ARTICLE. Aujourd’hui commence la construction du parc éolien en mer en baie de Saint-Brieuc. Mais les pêcheurs, après neuf ans de recours en justice, n’entendent pas en rester là. Ils évoquent les conséquences environnementales sur le site… ce qui ne suffit pour le moment pas à faire céder la ministre de l’Écologie, Barbara Pompili.

 À Saint-Brieuc, les pêcheurs en guerre contre les éoliennes

La guerre des éoliennes est déclarée à Saint-Brieuc. Il y a la bonne écologie, celle qui préserve l’environnement et qui cherche avant tout à être efficace. Puis il y a l’écologie de façade, l’écologie politique, qui vend son âme à des industriels et des lobbys plus soucieux de leur porte-monnaie que du bien commun. Le début des travaux du parc éolien offshore en baie de Saint-Brieuc, ce lundi 3 mai, illustre parfaitement cette dichotomie.

Malgré neuf années de recours en justice sans cesse rejetés, les associations environnementales ont perdu la partie. Mais de leur côté, les pêcheurs n’abandonnent pas encore le combat. Vendredi, le Comité de la pêche des Côtes-d’Armor (qui regroupe les 800 marins-pêcheurs) a envoyé un courrier aux ministres de la Transition écologique Barbara Pompili et de la Mer Annick Girardin. Il y évoque "une déclaration de guerre" et alerte : “(les pêcheurs) ne vous laisseront pas détruire le patrimoine naturel et les activités économiques de la baie de Saint-Brieuc”.

62 éoliennes de plus de 200 mètres de haut

Bien que Barbara Pompili explique que le projet sera "sans effet" pour les espèces halieutiques, les pêcheurs doutent.

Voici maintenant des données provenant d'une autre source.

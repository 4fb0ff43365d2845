use serde::{Deserialize, Serialize};

use crate::model::task::Annotation;

/// Configuration from .tasks-enhancer.toml
#[derive(Debug, Clone, Default, PartialEq, Eq, Serialize, Deserialize)]
pub struct EnhancerConfig {
    #[serde(default)]
    pub new_task: NewTaskConfig,
}

/// Annotations added by the "new task" command. The "start work" command
/// ignores these.
#[derive(Debug, Clone, PartialEq, Eq, Serialize, Deserialize)]
pub struct NewTaskConfig {
    /// Append `➕ <today>`
    #[serde(default = "default_true")]
    pub created: bool,
    /// Append `⏳ <today>`
    #[serde(default = "default_true")]
    pub scheduled: bool,
}

impl Default for NewTaskConfig {
    fn default() -> Self {
        NewTaskConfig {
            created: true,
            scheduled: true,
        }
    }
}

fn default_true() -> bool {
    true
}

impl NewTaskConfig {
    /// Enabled annotation kinds, in the order they are appended
    pub fn annotations(&self) -> Vec<Annotation> {
        let mut kinds = Vec::new();
        if self.created {
            kinds.push(Annotation::Created);
        }
        if self.scheduled {
            kinds.push(Annotation::Scheduled);
        }
        kinds
    }
}
use serde::{Deserialize, Serialize};
use std::fmt;

/// Task checkbox state
#[derive(Debug, Clone, Copy, PartialEq, Eq, Serialize, Deserialize)]
#[serde(rename_all = "lowercase")]
pub enum TaskState {
    Todo,
    InProgress,
    Done,
    Cancelled,
    /// Any other single status character
    Other(char),
}

impl TaskState {
    /// The character used inside the checkbox `[ ]`
    pub fn checkbox_char(self) -> char {
        match self {
            TaskState::Todo => ' ',
            TaskState::InProgress => '/',
            TaskState::Done => 'x',
            TaskState::Cancelled => '-',
            TaskState::Other(c) => c,
        }
    }

    /// Parse a checkbox character into a state
    pub fn from_checkbox_char(c: char) -> TaskState {
        match c {
            ' ' => TaskState::Todo,
            '/' => TaskState::InProgress,
            'x' | 'X' => TaskState::Done,
            '-' => TaskState::Cancelled,
            other => TaskState::Other(other),
        }
    }

    /// Only open tasks may be rewritten by normalization
    pub fn is_open(self) -> bool {
        self == TaskState::Todo
    }
}

impl fmt::Display for TaskState {
    fn fmt(&self, f: &mut fmt::Formatter<'_>) -> fmt::Result {
        write!(f, "[{}]", self.checkbox_char())
    }
}

/// A date-stamped annotation appended to a task line, e.g. `➕ 2025-05-14`.
///
/// The marker glyph doubles as the idempotency key: a line that already
/// contains the glyph anywhere is considered annotated. New kinds must pick
/// glyphs that cannot collide with ordinary line text.
#[derive(Debug, Clone, Copy, PartialEq, Eq, Hash, Serialize, Deserialize)]
#[serde(rename_all = "lowercase")]
pub enum Annotation {
    /// `➕ 2025-05-14`
    Created,
    /// `⏳ 2025-05-14`
    Scheduled,
    /// `🛫 2025-05-14`
    Started,
}

impl Annotation {
    pub fn marker(self) -> &'static str {
        match self {
            Annotation::Created => "➕",
            Annotation::Scheduled => "⏳",
            Annotation::Started => "🛫",
        }
    }

    /// Returns the key name for this annotation
    pub fn key(self) -> &'static str {
        match self {
            Annotation::Created => "created",
            Annotation::Scheduled => "scheduled",
            Annotation::Started => "started",
        }
    }

    /// Whether `line` already carries this annotation
    pub fn is_present_in(self, line: &str) -> bool {
        line.contains(self.marker())
    }
}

Ils accusent Jonathan Cole, directeur général d’Iberdrola, actionnaire de la société Ailes Marines qui porte le projet, de ne pas avoir respecté ses engagements. Notamment concernant le planning de déploiement du projet de construction des 62 éoliennes, qui n’a laissé aucune marge de négociations aux pêcheurs.

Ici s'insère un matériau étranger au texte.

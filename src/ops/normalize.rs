use chrono::{Local, NaiveDate};

use crate::model::buffer::{BufferError, Cursor, LineBuffer};
use crate::model::config::NewTaskConfig;
use crate::model::task::Annotation;
use crate::ops::{Outcome, Skip, line_at, skipped};
use crate::parse::{CHECKBOX_PREFIX, OPEN_CHECKBOX, char_index_of, checkbox_state, split_indent};

/// Date format used in annotations
pub const DATE_FORMAT: &str = "%Y-%m-%d";

// ---------------------------------------------------------------------------
// Annotations
// ---------------------------------------------------------------------------

/// Append each annotation in `kinds` whose marker is not already somewhere in
/// the line, as ` <marker> <date>`.
pub fn annotate(line: &str, kinds: &[Annotation], date: NaiveDate) -> String {
    let stamp = date.format(DATE_FORMAT).to_string();
    let mut out = line.to_string();
    for &kind in kinds {
        if !kind.is_present_in(&out) {
            push_annotation(&mut out, kind, &stamp);
        }
    }
    out
}

/// The default annotation function handed to `normalize_as_task`.
pub fn annotator(kinds: Vec<Annotation>, date: NaiveDate) -> impl FnOnce(&str) -> String {
    move |line| annotate(line, &kinds, date)
}

fn push_annotation(out: &mut String, kind: Annotation, stamp: &str) {
    out.push(' ');
    out.push_str(kind.marker());
    out.push(' ');
    out.push_str(stamp);
}

pub fn today() -> NaiveDate {
    Local::now().date_naive()
}

// ---------------------------------------------------------------------------
// Normalization
// ---------------------------------------------------------------------------

/// Turn the line under the cursor into an open task and run `annotate_with`
/// over it.
///
/// A line that is already a task keeps its checkbox; if that checkbox is not
/// open (`- [x]`, `- [/]`, ...) nothing changes. Otherwise `- [ ] ` goes
/// between the indentation and the text. Afterwards the cursor sits one
/// character past the first `]`.
pub fn normalize_as_task<B, F>(buffer: &mut B, annotate_with: F) -> Result<Outcome, BufferError>
where
    B: LineBuffer + ?Sized,
    F: FnOnce(&str) -> String,
{
    let cursor = buffer.cursor();
    let line = line_at(buffer, cursor.line)?;
    let (indent, body) = split_indent(&line);

    let normalized = if body.starts_with(CHECKBOX_PREFIX) {
        if let Some(state) = checkbox_state(body)
            && !state.is_open()
        {
            return Ok(skipped("normalize", Skip::NotOpen { state }));
        }
        line.clone()
    } else {
        format!("{indent}{OPEN_CHECKBOX}{body}")
    };

    let result = annotate_with(&normalized);
    buffer.set_line(cursor.line, &result)?;
    place_cursor_after_checkbox(buffer, cursor.line, &result);
    Ok(Outcome::Applied)
}

/// "New task": normalize and add the annotations enabled in `config`.
pub fn new_task<B>(
    buffer: &mut B,
    config: &NewTaskConfig,
    date: NaiveDate,
) -> Result<Outcome, BufferError>
where
    B: LineBuffer + ?Sized,
{
    normalize_as_task(buffer, annotator(config.annotations(), date))
}

/// "Start work": normalize and add the started annotation, whatever the
/// new-task settings say.
pub fn start_work<B>(buffer: &mut B, date: NaiveDate) -> Result<Outcome, BufferError>
where
    B: LineBuffer + ?Sized,
{
    normalize_as_task(buffer, annotator(vec![Annotation::Started], date))
}

/// Legacy "new task": always prepend a fresh `- [ ] ` and
/// append every enabled annotation, without looking at what the line holds.
pub fn new_task_unconditional<B>(
    buffer: &mut B,
    config: &NewTaskConfig,
    date: NaiveDate,
) -> Result<Outcome, BufferError>
where
    B: LineBuffer + ?Sized,
{
    let cursor = buffer.cursor();
    let line = line_at(buffer, cursor.line)?;
    let (indent, body) = split_indent(&line);

    let stamp = date.format(DATE_FORMAT).to_string();
    let mut result = format!("{indent}{OPEN_CHECKBOX}{body}");
    for kind in config.annotations() {
        push_annotation(&mut result, kind, &stamp);
    }

    buffer.set_line(cursor.line, &result)?;
    place_cursor_after_checkbox(buffer, cursor.line, &result);
    Ok(Outcome::Applied)
}

/// Put the cursor one character past the first `]`. The host clamps the
/// offset when the bracket ends the line.
fn place_cursor_after_checkbox<B>(buffer: &mut B, line_idx: usize, text: &str)
where
    B: LineBuffer + ?Sized,
{
    match char_index_of(text, ']') {
        Some(pos) => buffer.set_cursor(Cursor::new(line_idx, pos + 2)),
        None => tracing::warn!(line = line_idx, text, "unable to place cursor: no `]` in line"),
    }
}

Côté gouvernement, on se défend comme on peut. Pour Barbara Pompili, interrogée vendredi par Le Télégramme : “La localisation a évolué, suite à des échanges avec les pêcheurs pour faire en sorte de limiter au maximum l’impact sur leurs activités”. Elle fait un pari sur l’avenir des plus hasardeux : “À terme, beaucoup d’inquiétudes vont se...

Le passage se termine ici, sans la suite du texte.